A new personal record.
I started a new contract at a new company, at a new site, in a new town and on a product of which I have no specific experience. And on that very first day of work I was met by eight people I knew by name of and two or three more I know by sight.
They had been my customers, my colleagues, people who have worked for me and people I have worked for in various teams and various companies.
So the moral of this post is the same as the last: be aware of how you treat people and how you behave as sooner or later, if you work long enough in the Aerospace industry, you're bound to meet these people again.

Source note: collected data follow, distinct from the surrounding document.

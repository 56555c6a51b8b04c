use async_trait::async_trait;
use uuid::Uuid;

use crate::database::manager::DatabaseError;
use crate::database::models::{NewPost, Post, PostChanges};

/// Persistence port for posts.
///
/// Every method is a single store call. `update` and `delete` report an unknown
/// id as [`DatabaseError::NotFound`]; a missing owner surfaces as
/// [`DatabaseError::ConstraintViolation`].
#[async_trait]
pub trait PostRepository: Send + Sync {
    /// All posts, in the store's default order.
    async fn find_many(&self) -> Result<Vec<Post>, DatabaseError>;

    /// Insert and return the stored row, including its generated id.
    async fn create(&self, post: NewPost) -> Result<Post, DatabaseError>;

    async fn update(&self, id: Uuid, changes: PostChanges) -> Result<Post, DatabaseError>;

    async fn delete(&self, id: Uuid) -> Result<(), DatabaseError>;

    /// Connectivity check for `/health`.
    async fn health_check(&self) -> Result<(), DatabaseError> {
        Ok(())
    }
}
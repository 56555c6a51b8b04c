//! Declarative request schemas.
//!
//! A [`Schema`] turns one untyped request part (route parameters or the JSON
//! body) into a typed value, or reports every failing field with the message
//! the schema declares for it. A [`RequestSchema`] pairs the two parts for one
//! operation; the validation middleware is generic over it.

pub mod post;

use std::fmt::Debug;

use serde::Serialize;
use serde_json::{Map, Value};
use uuid::Uuid;

pub use post::{CreatePostRequest, DeletePostRequest, PostBody, PostIdParams, UpdatePostRequest};

/// A single failing field, with the schema-authored message.
#[derive(Debug, Clone, PartialEq, Eq, Serialize)]
pub struct FieldIssue {
    pub field: String,
    pub message: String,
}

impl FieldIssue {
    pub fn new(field: impl Into<String>, message: impl Into<String>) -> Self {
        Self {
            field: field.into(),
            message: message.into(),
        }
    }
}

/// Which part of the request a validation issue came from.
#[derive(Debug, Clone, Copy, PartialEq, Eq, Serialize)]
#[serde(rename_all = "lowercase")]
pub enum RequestPart {
    Params,
    Body,
}

/// A field issue tagged with the request part it was found in.
#[derive(Debug, Clone, PartialEq, Eq, Serialize)]
pub struct ValidationIssue {
    pub location: RequestPart,
    pub field: String,
    pub message: String,
}

impl ValidationIssue {
    pub fn from_field(location: RequestPart, issue: FieldIssue) -> Self {
        Self {
            location,
            field: issue.field,
            message: issue.message,
        }
    }
}

/// Shape validation for one request part.
pub trait Schema: Sized + Clone + Debug + Send + Sync + 'static {
    /// Parts whose schema is not declared are never read or checked.
    const DECLARED: bool = true;

    fn parse(input: &Value) -> Result<Self, Vec<FieldIssue>>;
}

/// The unit schema marks an undeclared part.
impl Schema for () {
    const DECLARED: bool = false;

    fn parse(_input: &Value) -> Result<Self, Vec<FieldIssue>> {
        Ok(())
    }
}

/// The schema mapping for one operation.
pub trait RequestSchema: Send + Sync + 'static {
    type Params: Schema;
    type Body: Schema;
}

/// Typed, constraint-satisfying view of a request, attached by the validation
/// middleware for the downstream handler.
pub struct ValidatedRequest<S: RequestSchema> {
    pub params: S::Params,
    pub body: S::Body,
}

impl<S: RequestSchema> ValidatedRequest<S> {
    pub fn new(params: S::Params, body: S::Body) -> Self {
        Self { params, body }
    }
}

impl<S: RequestSchema> Clone for ValidatedRequest<S> {
    fn clone(&self) -> Self {
        Self {
            params: self.params.clone(),
            body: self.body.clone(),
        }
    }
}

impl<S: RequestSchema> Debug for ValidatedRequest<S> {
    fn fmt(&self, f: &mut std::fmt::Formatter<'_>) -> std::fmt::Result {
        f.debug_struct("ValidatedRequest")
            .field("params", &self.params)
            .field("body", &self.body)
            .finish()
    }
}

/// Field-level rules shared by the schemas.
pub mod fields {
    use super::*;

    /// View any JSON value as an object; non-objects behave like `{}` so every
    /// required field reports its own message.
    pub fn object(input: &Value) -> Map<String, Value> {
        match input {
            Value::Object(map) => map.clone(),
            _ => Map::new(),
        }
    }

    /// A string that is present and not empty.
    pub fn required_string(
        obj: &Map<String, Value>,
        field: &str,
        message: &str,
    ) -> Result<String, FieldIssue> {
        match obj.get(field) {
            Some(Value::String(s)) if !s.is_empty() => Ok(s.clone()),
            _ => Err(FieldIssue::new(field, message)),
        }
    }

    /// A boolean that falls back to `default` when the key is absent.
    /// An explicit `null` is not absent.
    pub fn optional_bool(
        obj: &Map<String, Value>,
        field: &str,
        default: bool,
        message: &str,
    ) -> Result<bool, FieldIssue> {
        match obj.get(field) {
            None => Ok(default),
            Some(Value::Bool(b)) => Ok(*b),
            Some(_) => Err(FieldIssue::new(field, message)),
        }
    }

    /// A UUID in canonical hyphenated form with RFC 9562 version (1-8) and
    /// variant bits. The nil and max UUIDs are also accepted.
    pub fn uuid(obj: &Map<String, Value>, field: &str, message: &str) -> Result<Uuid, FieldIssue> {
        match obj.get(field) {
            Some(Value::String(s)) if is_hyphenated_uuid(s) => {
                Uuid::parse_str(s).map_err(|_| FieldIssue::new(field, message))
            }
            _ => Err(FieldIssue::new(field, message)),
        }
    }

    fn is_hyphenated_uuid(value: &str) -> bool {
        let well_formed = value.len() == 36
            && value.char_indices().all(|(i, c)| match i {
                8 | 13 | 18 | 23 => c == '-',
                _ => c.is_ascii_hexdigit(),
            });
        if !well_formed {
            return false;
        }
        if value == "00000000-0000-0000-0000-000000000000"
            || value.eq_ignore_ascii_case("ffffffff-ffff-ffff-ffff-ffffffffffff")
        {
            return true;
        }

        let bytes = value.as_bytes();
        let version = (bytes[14] as char).to_digit(16);
        let variant = (bytes[19] as char).to_ascii_lowercase();
        matches!(version, Some(1..=8)) && matches!(variant, '8' | '9' | 'a' | 'b')
    }
}
use clap::Parser;
use post_api::cli::Cli;
use tracing_subscriber::EnvFilter;

#[tokio::main]
async fn main() -> anyhow::Result<()> {
    // Load .env if present so cargo run picks up DATABASE_URL, JWT_SECRET, etc.
    let _ = dotenvy::dotenv();

    tracing_subscriber::fmt()
        .with_env_filter(EnvFilter::try_from_default_env().unwrap_or_else(|_| EnvFilter::new("info")))
        .init();

    let cli = Cli::parse();

    if let Err(e) = post_api::cli::run(cli).await {
        tracing::error!("{:#}", e);
        std::process::exit(1);
    }

    Ok(())
}
#![allow(dead_code)]

use std::sync::atomic::{AtomicUsize, Ordering};
use std::sync::Arc;

use anyhow::{Context, Result};
use async_trait::async_trait;
use uuid::Uuid;

use post_api::auth::{generate_jwt, Claims};
use post_api::config::AppConfig;
use post_api::database::{
    seed, DatabaseError, MemoryPostRepository, NewPost, Post, PostChanges, PostRepository,
};
use post_api::{app, AppState};

pub const SECRET: &str = "integration-test-secret";

/// Memory store that counts how often it is called
#[derive(Default)]
pub struct CountingRepository {
    inner: MemoryPostRepository,
    calls: AtomicUsize,
}

impl CountingRepository {
    pub fn seeded() -> Self {
        Self {
            inner: MemoryPostRepository::seeded(),
            calls: AtomicUsize::new(0),
        }
    }

    pub fn calls(&self) -> usize {
        self.calls.load(Ordering::SeqCst)
    }

    fn hit(&self) {
        self.calls.fetch_add(1, Ordering::SeqCst);
    }
}

#[async_trait]
impl PostRepository for CountingRepository {
    async fn find_many(&self) -> Result<Vec<Post>, DatabaseError> {
        self.hit();
        self.inner.find_many().await
    }

    async fn create(&self, post: NewPost) -> Result<Post, DatabaseError> {
        self.hit();
        self.inner.create(post).await
    }

    async fn update(&self, id: Uuid, changes: PostChanges) -> Result<Post, DatabaseError> {
        self.hit();
        self.inner.update(id, changes).await
    }

    async fn delete(&self, id: Uuid) -> Result<(), DatabaseError> {
        self.hit();
        self.inner.delete(id).await
    }
}

pub struct TestServer {
    pub base_url: String,
    pub token: String,
    pub repository: Arc<CountingRepository>,
    pub client: reqwest::Client,
}

impl TestServer {
    pub fn posts_url(&self) -> String {
        format!("{}/api/posts", self.base_url)
    }

    pub fn post_url(&self, id: impl std::fmt::Display) -> String {
        format!("{}/api/posts/{}", self.base_url, id)
    }

    /// Request builder carrying the seed user's bearer token
    pub fn authed(&self, method: reqwest::Method, url: String) -> reqwest::RequestBuilder {
        self.client.request(method, url).bearer_auth(&self.token)
    }
}

pub fn test_config(extra: &[(&str, &str)]) -> Result<AppConfig> {
    let mut vars = vec![
        ("APP_ORIGIN", "http://localhost:5173"),
        ("API_URL", "http://localhost:3000"),
        ("JWT_SECRET", SECRET),
    ];
    vars.extend_from_slice(extra);
    let vars: Vec<(String, String)> = vars
        .into_iter()
        .map(|(k, v)| (k.to_string(), v.to_string()))
        .collect();

    AppConfig::from_lookup(|key| {
        vars.iter()
            .find(|(k, _)| k == key)
            .map(|(_, v)| v.clone())
    })
    .context("test configuration rejected")
}

pub fn token_for(user_id: &str) -> Result<String> {
    let claims = Claims::new(
        user_id.to_string(),
        "Test User".to_string(),
        "test@example.com".to_string(),
        1,
    );
    Ok(generate_jwt(&claims, SECRET)?)
}

/// Start an isolated server on a free port backed by a fresh seeded store
pub async fn spawn_server() -> Result<TestServer> {
    spawn_server_with(&[]).await
}

pub async fn spawn_server_with(extra_env: &[(&str, &str)]) -> Result<TestServer> {
    let config = test_config(extra_env)?;
    let repository = Arc::new(CountingRepository::seeded());
    let router = app(AppState::new(config, repository.clone()));

    let port = portpicker::pick_unused_port().context("failed to pick free port")?;
    let listener = tokio::net::TcpListener::bind(("127.0.0.1", port))
        .await
        .context("failed to bind test listener")?;

    tokio::spawn(async move {
        let _ = axum::serve(listener, router).await;
    });

    Ok(TestServer {
        base_url: format!("http://127.0.0.1:{}", port),
        token: token_for(seed::SEED_USER_ID)?,
        repository,
        client: reqwest::Client::new(),
    })
}
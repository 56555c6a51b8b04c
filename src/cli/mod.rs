pub mod commands;

use anyhow::Context;
use clap::{Parser, Subcommand};

use crate::config::AppConfig;

#[derive(Parser)]
#[command(name = "post-api")]
#[command(about = "Post API server and maintenance commands")]
#[command(version)]
pub struct Cli {
    #[command(subcommand)]
    pub command: Option<Commands>,
}

#[derive(Subcommand)]
pub enum Commands {
    #[command(about = "Run the HTTP server (default)")]
    Serve {
        #[arg(long, help = "Use the in-process store instead of Postgres")]
        memory: bool,
    },

    #[command(about = "Apply database migrations")]
    Migrate,

    #[command(about = "Insert the seed user and its first post")]
    Seed,

    #[command(about = "Print a signed bearer token for a user")]
    Token {
        #[arg(help = "User id to place in the token subject")]
        user_id: String,
        #[arg(long, default_value = "", help = "Display name claim")]
        name: String,
        #[arg(long, default_value = "", help = "Email claim")]
        email: String,
    },
}

pub async fn run(cli: Cli) -> anyhow::Result<()> {
    let config = AppConfig::from_env().context("invalid configuration")?;
    tracing::info!("Starting Post API in {:?} mode", config.environment);

    match cli.command.unwrap_or(Commands::Serve { memory: false }) {
        Commands::Serve { memory } => commands::serve::handle(config, memory).await,
        Commands::Migrate => commands::seed::migrate(config).await,
        Commands::Seed => commands::seed::seed_database(config).await,
        Commands::Token {
            user_id,
            name,
            email,
        } => commands::token::handle(&config, user_id, name, email),
    }
}
use std::collections::HashMap;

use axum::{
    body::{to_bytes, Body},
    extract::{FromRequestParts, Path, Request, State},
    middleware::Next,
    response::Response,
};
use serde_json::{Map, Value};

use crate::app::AppState;
use crate::error::ApiError;
use crate::schemas::{RequestPart, RequestSchema, Schema, ValidatedRequest, ValidationIssue};

pub const INVALID_JSON: &str = "Request body must be valid JSON.";

/// Validate the declared parts of a request against `S` before the handler runs.
///
/// On success a [`ValidatedRequest<S>`] is inserted into the request extensions
/// and the body is handed on unchanged. On failure the handler is never called
/// and a 400 enumerating every failing field is returned. A body that is not
/// JSON is one body issue with an empty field name. Parts `S` leaves
/// undeclared are not read.
///
/// ```ignore
/// put(update_post).layer(from_fn_with_state(state, validate_request::<UpdatePostRequest>))
/// ```
pub async fn validate_request<S: RequestSchema>(
    State(state): State<AppState>,
    request: Request,
    next: Next,
) -> Result<Response, ApiError> {
    let (mut parts, body) = request.into_parts();
    let mut issues = Vec::new();

    let params_input = if <S::Params as Schema>::DECLARED {
        let raw = Path::<HashMap<String, String>>::from_request_parts(&mut parts, &state)
            .await
            .map(|Path(params)| params)
            .unwrap_or_default();
        Value::Object(raw.into_iter().map(|(k, v)| (k, Value::String(v))).collect())
    } else {
        Value::Null
    };
    let params = check::<S::Params>(RequestPart::Params, &params_input, &mut issues);

    let (body, body_input) = if <S::Body as Schema>::DECLARED {
        let bytes = to_bytes(body, state.config.api.max_request_size_bytes)
            .await
            .map_err(|e| {
                tracing::debug!("Failed to read request body: {}", e);
                ApiError::bad_request("Request body could not be read.")
            })?;
        let value = if bytes.is_empty() {
            Some(Value::Object(Map::new()))
        } else {
            serde_json::from_slice(&bytes).ok()
        };
        (Body::from(bytes), value)
    } else {
        (body, Some(Value::Null))
    };
    let validated_body = match body_input {
        Some(input) => check::<S::Body>(RequestPart::Body, &input, &mut issues),
        None => {
            issues.push(ValidationIssue {
                location: RequestPart::Body,
                field: String::new(),
                message: INVALID_JSON.to_string(),
            });
            None
        }
    };

    match (params, validated_body) {
        (Some(params), Some(body_value)) if issues.is_empty() => {
            parts
                .extensions
                .insert(ValidatedRequest::<S>::new(params, body_value));
            Ok(next.run(Request::from_parts(parts, body)).await)
        }
        _ => {
            tracing::debug!(issues = issues.len(), "Request failed validation");
            Err(ApiError::validation_error(issues))
        }
    }
}

fn check<T: Schema>(
    location: RequestPart,
    input: &Value,
    issues: &mut Vec<ValidationIssue>,
) -> Option<T> {
    match T::parse(input) {
        Ok(value) => Some(value),
        Err(field_issues) => {
            issues.extend(
                field_issues
                    .into_iter()
                    .map(|issue| ValidationIssue::from_field(location, issue)),
            );
            None
        }
    }
}
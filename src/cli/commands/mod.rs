pub mod seed;
pub mod serve;
pub mod token;
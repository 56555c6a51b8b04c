use serde::Serialize;
use serde_json::Value;
use uuid::Uuid;

use super::{fields, FieldIssue, RequestSchema, Schema};

pub const TITLE_REQUIRED: &str = "Title is required.";
pub const CONTENT_REQUIRED: &str = "Content is required.";
pub const PUBLISHED_INVALID: &str = "Published must be a boolean.";
pub const POST_ID_REQUIRED: &str = "Post ID is required.";

/// Body shared by create and update.
#[derive(Debug, Clone, PartialEq, Eq, Serialize)]
pub struct PostBody {
    pub title: String,
    pub content: String,
    pub published: bool,
}

impl Schema for PostBody {
    fn parse(input: &Value) -> Result<Self, Vec<FieldIssue>> {
        let obj = fields::object(input);

        let title = fields::required_string(&obj, "title", TITLE_REQUIRED);
        let content = fields::required_string(&obj, "content", CONTENT_REQUIRED);
        let published = fields::optional_bool(&obj, "published", false, PUBLISHED_INVALID);

        match (title, content, published) {
            (Ok(title), Ok(content), Ok(published)) => Ok(Self {
                title,
                content,
                published,
            }),
            (title, content, published) => Err([title.err(), content.err(), published.err()]
                .into_iter()
                .flatten()
                .collect()),
        }
    }
}

/// `:postId` route parameter.
#[derive(Debug, Clone, Copy, PartialEq, Eq, Serialize)]
pub struct PostIdParams {
    #[serde(rename = "postId")]
    pub post_id: Uuid,
}

impl Schema for PostIdParams {
    fn parse(input: &Value) -> Result<Self, Vec<FieldIssue>> {
        let obj = fields::object(input);
        fields::uuid(&obj, "postId", POST_ID_REQUIRED)
            .map(|post_id| Self { post_id })
            .map_err(|issue| vec![issue])
    }
}

/// POST /posts
pub struct CreatePostRequest;

impl RequestSchema for CreatePostRequest {
    type Params = ();
    type Body = PostBody;
}

/// PUT /posts/:postId
pub struct UpdatePostRequest;

impl RequestSchema for UpdatePostRequest {
    type Params = PostIdParams;
    type Body = PostBody;
}

/// DELETE /posts/:postId
pub struct DeletePostRequest;

impl RequestSchema for DeletePostRequest {
    type Params = PostIdParams;
    type Body = ();
}
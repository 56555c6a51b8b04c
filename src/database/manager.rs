use once_cell::sync::OnceCell;
use sqlx::{postgres::PgPoolOptions, PgPool};
use std::time::Duration;
use thiserror::Error;
use tracing::info;

use crate::config::DatabaseConfig;

/// Errors from the persistence layer
#[derive(Debug, Error)]
pub enum DatabaseError {
    #[error("Missing configuration: {0}")]
    ConfigMissing(&'static str),

    #[error("Database pool not initialized")]
    NotInitialized,

    #[error("Not found: {0}")]
    NotFound(String),

    #[error("Constraint violation: {0}")]
    ConstraintViolation(String),

    #[error("Migration error: {0}")]
    Migration(#[from] sqlx::migrate::MigrateError),

    #[error(transparent)]
    Sqlx(sqlx::Error),
}

impl From<sqlx::Error> for DatabaseError {
    fn from(err: sqlx::Error) -> Self {
        match err {
            sqlx::Error::RowNotFound => DatabaseError::NotFound("Record not found".to_string()),
            sqlx::Error::Database(db_err)
                if db_err.is_foreign_key_violation() || db_err.is_unique_violation() =>
            {
                DatabaseError::ConstraintViolation(
                    db_err.constraint().unwrap_or("unknown").to_string(),
                )
            }
            other => DatabaseError::Sqlx(other),
        }
    }
}

static POOL: OnceCell<PgPool> = OnceCell::new();

/// Owner of the single process-wide Postgres pool.
///
/// The pool is created once at startup with [`DatabaseManager::init`], handed to
/// repositories by clone, and closed on shutdown with [`DatabaseManager::close`].
pub struct DatabaseManager;

impl DatabaseManager {
    /// Connect the shared pool. Later calls return the existing pool.
    pub async fn init(config: &DatabaseConfig) -> Result<PgPool, DatabaseError> {
        if let Some(pool) = POOL.get() {
            return Ok(pool.clone());
        }

        let url = config
            .url
            .as_deref()
            .ok_or(DatabaseError::ConfigMissing("DATABASE_URL"))?;

        let pool = PgPoolOptions::new()
            .max_connections(config.max_connections)
            .acquire_timeout(Duration::from_secs(config.connection_timeout))
            .connect(url)
            .await?;

        let pool = POOL.get_or_init(|| pool).clone();
        info!(
            max_connections = config.max_connections,
            "Created database pool"
        );
        Ok(pool)
    }

    /// The shared pool, if [`DatabaseManager::init`] has run
    pub fn pool() -> Result<PgPool, DatabaseError> {
        POOL.get().cloned().ok_or(DatabaseError::NotInitialized)
    }

    /// Apply pending migrations from `migrations/`
    pub async fn migrate() -> Result<(), DatabaseError> {
        let pool = Self::pool()?;
        sqlx::migrate!("./migrations").run(&pool).await?;
        info!("Database migrations applied");
        Ok(())
    }

    /// Close the shared pool (e.g., on shutdown)
    pub async fn close() {
        if let Some(pool) = POOL.get() {
            pool.close().await;
            info!("Closed database pool");
        }
    }
}
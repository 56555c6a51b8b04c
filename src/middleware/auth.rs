use axum::{
    extract::{Request, State},
    http::HeaderMap,
    middleware::Next,
    response::Response,
};

use crate::app::AppState;
use crate::auth::{validate_jwt, Claims};
use crate::error::ApiError;

/// Authenticated principal extracted from the bearer token
#[derive(Clone, Debug, PartialEq, Eq)]
pub struct AuthUser {
    pub user_id: String,
    pub name: String,
    pub email: String,
}

impl From<Claims> for AuthUser {
    fn from(claims: Claims) -> Self {
        Self {
            user_id: claims.sub,
            name: claims.name,
            email: claims.email,
        }
    }
}

/// JWT authentication middleware that validates tokens and attaches the principal
pub async fn jwt_auth_middleware(
    State(state): State<AppState>,
    mut request: Request,
    next: Next,
) -> Result<Response, ApiError> {
    let token = extract_jwt_from_headers(request.headers()).map_err(ApiError::unauthorized)?;

    let claims = validate_jwt(&token, &state.config.security.jwt_secret).map_err(|e| {
        tracing::debug!("Rejected bearer token: {}", e);
        ApiError::unauthorized("Invalid or expired token.")
    })?;

    request.extensions_mut().insert(AuthUser::from(claims));

    Ok(next.run(request).await)
}

/// Extract JWT token from Authorization header
fn extract_jwt_from_headers(headers: &HeaderMap) -> Result<String, String> {
    let auth_header = headers
        .get(axum::http::header::AUTHORIZATION)
        .ok_or_else(|| "Missing Authorization header.".to_string())?;

    let auth_str = auth_header
        .to_str()
        .map_err(|_| "Invalid Authorization header format.".to_string())?;

    match auth_str.strip_prefix("Bearer ") {
        Some(token) if !token.trim().is_empty() => Ok(token.trim().to_string()),
        Some(_) => Err("Empty JWT token.".to_string()),
        None => Err("Authorization header must use Bearer token format.".to_string()),
    }
}
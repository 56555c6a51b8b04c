use async_trait::async_trait;
use sqlx::PgPool;
use uuid::Uuid;

use crate::database::manager::DatabaseError;
use crate::database::models::{NewPost, Post, PostChanges};
use crate::database::repository::PostRepository;

const POST_COLUMNS: &str = "id, title, content, published, user_id";

/// [`PostRepository`] backed by the shared Postgres pool
#[derive(Clone)]
pub struct PgPostRepository {
    pool: PgPool,
}

impl PgPostRepository {
    pub fn new(pool: PgPool) -> Self {
        Self { pool }
    }
}

#[async_trait]
impl PostRepository for PgPostRepository {
    async fn find_many(&self) -> Result<Vec<Post>, DatabaseError> {
        let sql = format!("SELECT {} FROM posts", POST_COLUMNS);
        let posts = sqlx::query_as::<_, Post>(&sql).fetch_all(&self.pool).await?;
        Ok(posts)
    }

    async fn create(&self, post: NewPost) -> Result<Post, DatabaseError> {
        let sql = format!(
            "INSERT INTO posts (title, content, published, user_id) VALUES ($1, $2, $3, $4) RETURNING {}",
            POST_COLUMNS
        );
        let created = sqlx::query_as::<_, Post>(&sql)
            .bind(&post.title)
            .bind(&post.content)
            .bind(post.published)
            .bind(&post.user_id)
            .fetch_one(&self.pool)
            .await?;
        Ok(created)
    }

    async fn update(&self, id: Uuid, changes: PostChanges) -> Result<Post, DatabaseError> {
        let sql = format!(
            "UPDATE posts SET title = $2, content = $3, published = $4 WHERE id = $1 RETURNING {}",
            POST_COLUMNS
        );
        sqlx::query_as::<_, Post>(&sql)
            .bind(id)
            .bind(&changes.title)
            .bind(&changes.content)
            .bind(changes.published)
            .fetch_optional(&self.pool)
            .await?
            .ok_or_else(|| DatabaseError::NotFound(format!("post {}", id)))
    }

    async fn delete(&self, id: Uuid) -> Result<(), DatabaseError> {
        let result = sqlx::query("DELETE FROM posts WHERE id = $1")
            .bind(id)
            .execute(&self.pool)
            .await?;

        if result.rows_affected() == 0 {
            return Err(DatabaseError::NotFound(format!("post {}", id)));
        }
        Ok(())
    }

    async fn health_check(&self) -> Result<(), DatabaseError> {
        sqlx::query("SELECT 1").execute(&self.pool).await?;
        Ok(())
    }
}
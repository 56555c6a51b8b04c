use crate::auth::{generate_jwt, Claims};
use crate::config::AppConfig;

pub fn handle(config: &AppConfig, user_id: String, name: String, email: String) -> anyhow::Result<()> {
    let claims = Claims::new(user_id, name, email, config.security.jwt_expiry_hours);
    let token = generate_jwt(&claims, &config.security.jwt_secret)?;
    println!("{}", token);
    Ok(())
}
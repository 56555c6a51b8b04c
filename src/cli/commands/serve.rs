use std::sync::Arc;

use anyhow::Context;

use crate::app::{app, AppState};
use crate::config::AppConfig;
use crate::database::{DatabaseManager, MemoryPostRepository, PgPostRepository, PostRepository};

pub async fn handle(config: AppConfig, memory: bool) -> anyhow::Result<()> {
    let repository: Arc<dyn PostRepository> = if memory {
        tracing::warn!("Using in-memory post store; data is lost on exit");
        Arc::new(MemoryPostRepository::seeded())
    } else {
        let pool = DatabaseManager::init(&config.database)
            .await
            .context("failed to connect to database")?;
        Arc::new(PgPostRepository::new(pool))
    };

    let bind_addr = format!("0.0.0.0:{}", config.server.port);
    let router = app(AppState::new(config, repository));

    let listener = tokio::net::TcpListener::bind(&bind_addr)
        .await
        .with_context(|| format!("failed to bind {}", bind_addr))?;

    tracing::info!("Post API listening on http://{}", bind_addr);

    let served = axum::serve(listener, router)
        .with_graceful_shutdown(shutdown_signal())
        .await;

    DatabaseManager::close().await;
    served.context("server error")?;

    tracing::info!("Server stopped");
    Ok(())
}

async fn shutdown_signal() {
    if let Err(e) = tokio::signal::ctrl_c().await {
        tracing::error!("Failed to listen for shutdown signal: {}", e);
        std::future::pending::<()>().await;
    }
    tracing::info!("Shutdown signal received");
}
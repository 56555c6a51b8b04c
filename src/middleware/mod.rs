pub mod auth;
pub mod response;
pub mod validate;

pub use auth::{jwt_auth_middleware, AuthUser};
pub use response::{ApiResponse, ApiResult};
pub use validate::validate_request;
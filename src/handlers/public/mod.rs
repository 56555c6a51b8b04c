// handlers/public - Endpoints outside the bearer-token gate
pub mod health;

pub use health::{health, route_not_found};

It's been quite a while since I've posted anything on this blog and much has changed in the interim. Firstly, the contract I was working on in France ran to its conclusion, putting to an end a very enjoyable and educational three years in France. My wife, my son and I took the opportunity to tour Europe in a rented camper-van for (5 weeks, 4200 miles, 10 countries and 14 frontier crossings) before I started a new contract in the UK one day after the camper-van was handed back. You may imagine the logistical exercise that has been taking my attention up to now.
A quick observation about my time in France:-
My role was totally new to me. Representing an American aerospace company (the customer) and permanently based at the French supplier's factory, I was there to culturally and linguistically translate, to communicate, to chase, to cagole, to represent Programmes, Quality and Engineering. Outside work I joked that it was a perfect role because everyone around me was paid to keep the customer (me) happy, though often this was far, far from the truth. Before I took the contract, I had worked very closely with this French supplier in another role - I had been employed by one of their suppliers in the UK and they had been MY customer. Funnily enough it is better being the customer than the supplier and here's the lesson: don't mistreat your suppliers as in a small industry you never know how things might change.
Just to say, I had a good relationship with the French company as supplier and customer and I tried ever so hard not to be too smug in those first weeks when our roles reversed.